So this is the edge detection filter on Core Image line art. So far, not that interesting. I'm going to add a new filter for... Exposure Adjustment. And then I'm adding the zoom blur I showed you before. So this is how the zoom blur image looks like. Let me make that a bit... So this is the zoom blur effect on line art. At the very end I'm going to add a compositing mode, in this case "Addition". and add the original image back to the Zoom Blur image. So this looks like this.
So it looks like that. And with the mouse I'm just moving the origin of the zoom blur around. So you can easily imagine that if you want to do some visual effects on line art, building some interesting visuals with this is pretty easy. And that's the key where the compiler actually comes in.
Most of these operations actually are collapsed into single pass. It's only the zoom blur which already does multiple passes toward this, to create this effect that still has multiple passes in the very end, but everything else is collapsed. www.microsoft.com/mechanics/coreimage-im ages I would like to ask Mark Zimmer up on the stage to explain to you how to actually write one of those things.
Thanks, Ralph. Okay, the fun part about this is writing your own image processing kernel. The thing about core image is that it does come with 60-plus filters, but if they're not really the filters that you want, or you can't put them together like you just saw into a graph to do what you want, or that graph that you did put together is not running fast enough, then you may want to write your own kernel. In fact, that turns out to be one of the things in Tiger that really runs much faster than anything we've ever produced in the past. Think about it.
So you can basically make your Tiger Roar by building your own filter. So creating your own plug-in filter in Core Image is something that you can do and basically when you do that you end up creating a pixel shader to program a GPU and it's something that sounds actually pretty complicated but as it turns out it's really very simple.
The neat thing is that these filters, once you've created them, are first-class citizens. So that means your filter can run as fast as our filters. You basically are going to concentrate on the kernel implementation. Most of the stuff around there represents a small fraction of what you do. A lot of your time will be spent working on the actual shader.
So, filters are based on Objective-C at the top level.
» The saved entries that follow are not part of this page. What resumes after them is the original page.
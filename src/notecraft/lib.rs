//! # Notecraft Architecture
//!
//! Notecraft is a **UI-agnostic research note library** with a CLI client. It mints
//! document identifiers, segments free text into paragraphs and bullets, validates
//! the repeatable form rows and lays a note out as a terminal preview or a
//! printable HTML page.
//!
//! ## Layers
//!
//! ```text
//! ┌─────────────────────────────────────────────────────────────┐
//! │  CLI Layer (cli/, wired by main.rs)                         │
//! │  - Parses arguments, prints results, sets up logging        │
//! │  - The ONLY place that knows about stdout/stderr/exit codes │
//! └─────────────────────────────────────────────────────────────┘
//!                              │
//!                              ▼
//! ┌─────────────────────────────────────────────────────────────┐
//! │  API Layer (api.rs)                                         │
//! │  - Thin facade over commands                                │
//! │  - Applies configuration and per-call policy overrides      │
//! └─────────────────────────────────────────────────────────────┘
//!                              │
//!                              ▼
//! ┌─────────────────────────────────────────────────────────────┐
//! │  Command Layer (commands/*.rs)                              │
//! │  - Business operations returning `CmdResult`                │
//! └─────────────────────────────────────────────────────────────┘
//!                              │
//!                              ▼
//! ┌─────────────────────────────────────────────────────────────┐
//! │  Core (sequence, segment, validation, outline, render)      │
//! │  - Pure logic; the sequencer talks to storage via a trait   │
//! └─────────────────────────────────────────────────────────────┘
//!                              │
//!                              ▼
//! ┌─────────────────────────────────────────────────────────────┐
//! │  Storage Layer (store/)                                     │
//! │  - SequenceStore trait                                      │
//! │  - FileStore (production), InMemoryStore (testing)          │
//! └─────────────────────────────────────────────────────────────┘
//! ```
//!
//! From `api.rs` inward nothing writes to stdout/stderr, calls
//! `std::process::exit` or reads the clock. Diagnostics go through `tracing`;
//! the binary decides whether and where they are printed.
//!
//! ## Module Overview
//!
//! - [`api`]: The API facade
//! - [`commands`]: Business operations
//! - [`sequence`]: Category codes, bucket counters, session ids
//! - [`segment`]: Paragraph, line and bullet segmentation
//! - [`validation`]: Co-author and source row policies
//! - [`outline`]: Renderer-neutral document outline
//! - [`render`]: Text preview and print HTML
//! - [`store`]: Storage abstraction and implementations
//! - [`model`]: Form data types
//! - [`config`]: Configuration management
//! - [`error`]: Error types

pub mod api;
pub mod commands;
pub mod config;
pub mod error;
pub mod images;
pub mod model;
pub mod outline;
pub mod render;
pub mod segment;
pub mod sequence;
pub mod store;
pub mod validation;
They have a few methods which you'll see and it's pretty simple to create one. It has an image processing kernel which is the fun part and you'll see what I'm talking about in a minute. All of the filters that you've seen so far have kernels and are built on top of the GL shading language and we have a special variant of that called the CI kernel language. The filter is embedded in the Image Unit Bundle structure which Frank Doepke will talk about in the next speaker.
Cool thing about this, I've been writing image processing effects essentially for 18 years. I found that this was the easiest way to write them and it produced the fastest results for any filter that I've worked on. So for instance, the Zoom Blur filter that I produced ended up being about a hundred times faster than the same filter in Photoshop.
Alright, that's running on a G4 1.4 dual anyway. So, let's talk about the Objective-C portion. What you do is you're going to build a class definition that's subclassing CI filter. In the class definition you will define your input keys. The init method of that basically helps you to locate your kernel which is going to be in a text file from the bundle. It's actually pretty simple although it's several steps.
The custom attributes method helps you to specify key defaults and ranges for your input keys. That's particularly useful if you load your filter into a program that automatically produces UI such as Quartz Composer or any of the demo apps that you saw here. The output image method finally is something that helps you to take your, okay let's talk about this, take a step back. The kernel is executed once per pixel. So, what you want to do is take everything inside of there. It doesn't need to be there and hoist it into the Objective-C output image method. So, that's what I mean by performing pixel loop invariant calculations.
Anything you can hoist or constant fold is pulled out. It will organize your input keys as you'll see. It calls the kernel using an apply method which is a filter method. And then it also helps you to specify the domain of definition of the operation. That's part of the apply as you'll see.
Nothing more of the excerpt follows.